## [INSTRUCTIONS TO FOLLOW]
Each line of the data below containing "SyncError" needs to be listed.

## [MATERIAL FOR THIS TASK]

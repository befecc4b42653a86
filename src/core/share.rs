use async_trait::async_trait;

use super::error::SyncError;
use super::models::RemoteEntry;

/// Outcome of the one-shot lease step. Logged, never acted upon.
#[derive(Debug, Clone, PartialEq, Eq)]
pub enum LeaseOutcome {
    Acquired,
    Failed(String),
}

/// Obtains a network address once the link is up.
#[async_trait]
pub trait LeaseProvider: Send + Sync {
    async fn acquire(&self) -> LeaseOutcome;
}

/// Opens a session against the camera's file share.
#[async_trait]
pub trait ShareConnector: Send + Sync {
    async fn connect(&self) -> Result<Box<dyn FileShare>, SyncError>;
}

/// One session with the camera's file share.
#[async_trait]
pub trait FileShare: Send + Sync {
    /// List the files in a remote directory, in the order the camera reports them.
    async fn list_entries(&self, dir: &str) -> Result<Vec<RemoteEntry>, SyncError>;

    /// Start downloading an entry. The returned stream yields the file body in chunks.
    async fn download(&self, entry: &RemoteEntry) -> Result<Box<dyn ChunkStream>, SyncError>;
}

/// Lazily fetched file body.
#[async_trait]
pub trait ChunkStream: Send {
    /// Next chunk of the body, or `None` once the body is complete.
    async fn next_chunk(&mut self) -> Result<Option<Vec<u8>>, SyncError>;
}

## [SOLVED PROBLEM]
use super::error::SyncError;
    async fn connect(&self) -> Result<Box<dyn FileShare>, SyncError>;
    async fn list_entries(&self, dir: &str) -> Result<Vec<RemoteEntry>, SyncError>;
    async fn download(&self, entry: &RemoteEntry) -> Result<Box<dyn ChunkStream>, SyncError>;
    async fn next_chunk(&mut self) -> Result<Option<Vec<u8>>, SyncError>;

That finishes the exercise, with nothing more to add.